• _Saved entries_
------------------------------------------------------------

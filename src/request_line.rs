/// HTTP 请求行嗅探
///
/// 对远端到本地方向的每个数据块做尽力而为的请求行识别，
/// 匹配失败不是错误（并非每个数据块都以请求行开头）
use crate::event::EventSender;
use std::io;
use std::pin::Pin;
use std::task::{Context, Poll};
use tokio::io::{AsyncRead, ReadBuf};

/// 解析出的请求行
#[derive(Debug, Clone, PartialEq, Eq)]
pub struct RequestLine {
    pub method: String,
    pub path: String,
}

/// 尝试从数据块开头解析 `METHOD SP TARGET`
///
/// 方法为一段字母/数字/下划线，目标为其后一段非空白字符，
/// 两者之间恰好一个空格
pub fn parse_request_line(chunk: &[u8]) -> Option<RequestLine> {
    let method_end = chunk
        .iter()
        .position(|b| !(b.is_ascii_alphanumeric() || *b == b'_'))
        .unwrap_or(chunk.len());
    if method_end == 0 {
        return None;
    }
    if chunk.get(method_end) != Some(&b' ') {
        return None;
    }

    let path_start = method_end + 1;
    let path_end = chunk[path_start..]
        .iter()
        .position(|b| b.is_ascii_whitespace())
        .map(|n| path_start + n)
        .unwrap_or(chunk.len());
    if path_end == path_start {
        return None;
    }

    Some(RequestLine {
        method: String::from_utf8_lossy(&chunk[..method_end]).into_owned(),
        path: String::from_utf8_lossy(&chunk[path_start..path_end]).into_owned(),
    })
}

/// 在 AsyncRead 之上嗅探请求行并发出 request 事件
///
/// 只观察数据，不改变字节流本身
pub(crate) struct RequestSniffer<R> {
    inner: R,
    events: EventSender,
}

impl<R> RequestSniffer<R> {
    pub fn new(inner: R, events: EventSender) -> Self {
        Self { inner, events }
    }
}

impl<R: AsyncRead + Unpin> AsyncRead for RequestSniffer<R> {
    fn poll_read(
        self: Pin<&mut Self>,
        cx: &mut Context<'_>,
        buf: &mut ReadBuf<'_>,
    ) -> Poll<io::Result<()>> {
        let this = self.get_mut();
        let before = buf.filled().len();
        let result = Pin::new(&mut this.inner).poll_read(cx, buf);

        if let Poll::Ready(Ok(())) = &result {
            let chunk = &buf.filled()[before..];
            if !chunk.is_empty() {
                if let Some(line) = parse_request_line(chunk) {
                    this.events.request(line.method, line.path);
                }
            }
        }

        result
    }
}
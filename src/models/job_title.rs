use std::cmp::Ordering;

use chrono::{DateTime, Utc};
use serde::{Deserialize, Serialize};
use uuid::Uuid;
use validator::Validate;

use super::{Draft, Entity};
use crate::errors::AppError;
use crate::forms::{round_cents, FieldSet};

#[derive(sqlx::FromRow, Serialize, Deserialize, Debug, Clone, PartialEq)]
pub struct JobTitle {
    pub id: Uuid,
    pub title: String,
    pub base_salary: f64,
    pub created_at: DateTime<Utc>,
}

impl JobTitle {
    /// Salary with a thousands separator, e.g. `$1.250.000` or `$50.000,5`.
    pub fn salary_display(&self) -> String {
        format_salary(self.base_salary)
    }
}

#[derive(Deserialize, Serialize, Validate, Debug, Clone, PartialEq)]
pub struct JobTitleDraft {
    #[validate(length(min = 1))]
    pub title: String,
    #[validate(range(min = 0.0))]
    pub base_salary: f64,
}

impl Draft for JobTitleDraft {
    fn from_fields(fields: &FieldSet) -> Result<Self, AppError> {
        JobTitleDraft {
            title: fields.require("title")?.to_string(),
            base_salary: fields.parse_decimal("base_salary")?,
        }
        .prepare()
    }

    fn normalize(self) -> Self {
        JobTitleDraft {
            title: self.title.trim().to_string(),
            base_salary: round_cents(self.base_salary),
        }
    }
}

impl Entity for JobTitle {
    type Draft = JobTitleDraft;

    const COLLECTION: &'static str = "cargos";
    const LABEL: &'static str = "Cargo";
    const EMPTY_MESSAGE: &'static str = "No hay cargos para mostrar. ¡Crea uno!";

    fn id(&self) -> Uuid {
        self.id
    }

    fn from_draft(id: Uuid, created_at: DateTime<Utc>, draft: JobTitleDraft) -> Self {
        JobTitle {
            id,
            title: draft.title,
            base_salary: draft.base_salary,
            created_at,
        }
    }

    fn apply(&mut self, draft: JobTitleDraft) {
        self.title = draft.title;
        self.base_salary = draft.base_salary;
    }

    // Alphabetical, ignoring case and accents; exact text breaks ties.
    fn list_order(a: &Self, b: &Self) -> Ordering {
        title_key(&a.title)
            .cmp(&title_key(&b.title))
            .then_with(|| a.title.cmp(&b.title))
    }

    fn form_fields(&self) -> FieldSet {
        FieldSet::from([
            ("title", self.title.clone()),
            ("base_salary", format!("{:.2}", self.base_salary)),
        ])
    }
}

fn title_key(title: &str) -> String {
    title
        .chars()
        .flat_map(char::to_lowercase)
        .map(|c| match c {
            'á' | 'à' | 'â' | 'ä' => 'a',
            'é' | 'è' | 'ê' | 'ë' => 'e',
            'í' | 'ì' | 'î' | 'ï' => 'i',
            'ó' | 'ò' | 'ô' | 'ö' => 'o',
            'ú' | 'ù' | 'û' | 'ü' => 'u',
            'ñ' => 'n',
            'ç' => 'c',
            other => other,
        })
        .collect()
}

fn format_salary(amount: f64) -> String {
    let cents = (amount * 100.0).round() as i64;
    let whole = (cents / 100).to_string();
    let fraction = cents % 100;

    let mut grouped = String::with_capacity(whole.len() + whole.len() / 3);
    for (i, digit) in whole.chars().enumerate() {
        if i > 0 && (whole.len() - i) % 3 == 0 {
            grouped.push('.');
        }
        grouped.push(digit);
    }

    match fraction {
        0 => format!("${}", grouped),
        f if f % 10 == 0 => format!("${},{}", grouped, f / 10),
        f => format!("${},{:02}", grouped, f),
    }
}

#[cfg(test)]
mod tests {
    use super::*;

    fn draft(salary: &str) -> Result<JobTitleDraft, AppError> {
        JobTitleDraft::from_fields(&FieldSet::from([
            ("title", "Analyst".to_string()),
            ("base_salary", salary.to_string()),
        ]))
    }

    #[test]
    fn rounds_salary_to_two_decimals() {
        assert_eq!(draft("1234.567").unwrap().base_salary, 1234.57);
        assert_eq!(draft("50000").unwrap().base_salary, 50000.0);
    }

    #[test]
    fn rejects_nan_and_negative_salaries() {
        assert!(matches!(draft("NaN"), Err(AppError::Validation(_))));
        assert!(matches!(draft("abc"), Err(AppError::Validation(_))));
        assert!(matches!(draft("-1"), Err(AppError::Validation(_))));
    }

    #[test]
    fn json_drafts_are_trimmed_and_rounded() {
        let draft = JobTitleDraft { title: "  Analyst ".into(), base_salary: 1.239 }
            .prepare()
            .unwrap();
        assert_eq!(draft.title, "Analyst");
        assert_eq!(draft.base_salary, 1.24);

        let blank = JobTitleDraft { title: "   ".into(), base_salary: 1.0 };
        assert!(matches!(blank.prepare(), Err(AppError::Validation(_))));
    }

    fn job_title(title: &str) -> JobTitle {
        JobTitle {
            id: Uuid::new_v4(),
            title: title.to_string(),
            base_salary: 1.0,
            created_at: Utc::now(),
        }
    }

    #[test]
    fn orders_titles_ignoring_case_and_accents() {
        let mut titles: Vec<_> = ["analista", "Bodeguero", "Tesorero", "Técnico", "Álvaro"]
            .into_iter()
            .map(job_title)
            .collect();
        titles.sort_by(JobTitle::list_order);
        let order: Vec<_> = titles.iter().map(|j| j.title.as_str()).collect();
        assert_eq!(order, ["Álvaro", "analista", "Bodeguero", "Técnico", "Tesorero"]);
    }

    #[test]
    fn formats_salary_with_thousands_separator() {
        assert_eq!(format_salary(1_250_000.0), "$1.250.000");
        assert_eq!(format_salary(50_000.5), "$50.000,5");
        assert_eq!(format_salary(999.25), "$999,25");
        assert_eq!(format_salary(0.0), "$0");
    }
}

------------------------------------------------------------

• _Task_
Pull every line containing "Context" from the data.

• _Answer to the exercise_
use std::task::{Context, Poll};
        cx: &mut Context<'_>,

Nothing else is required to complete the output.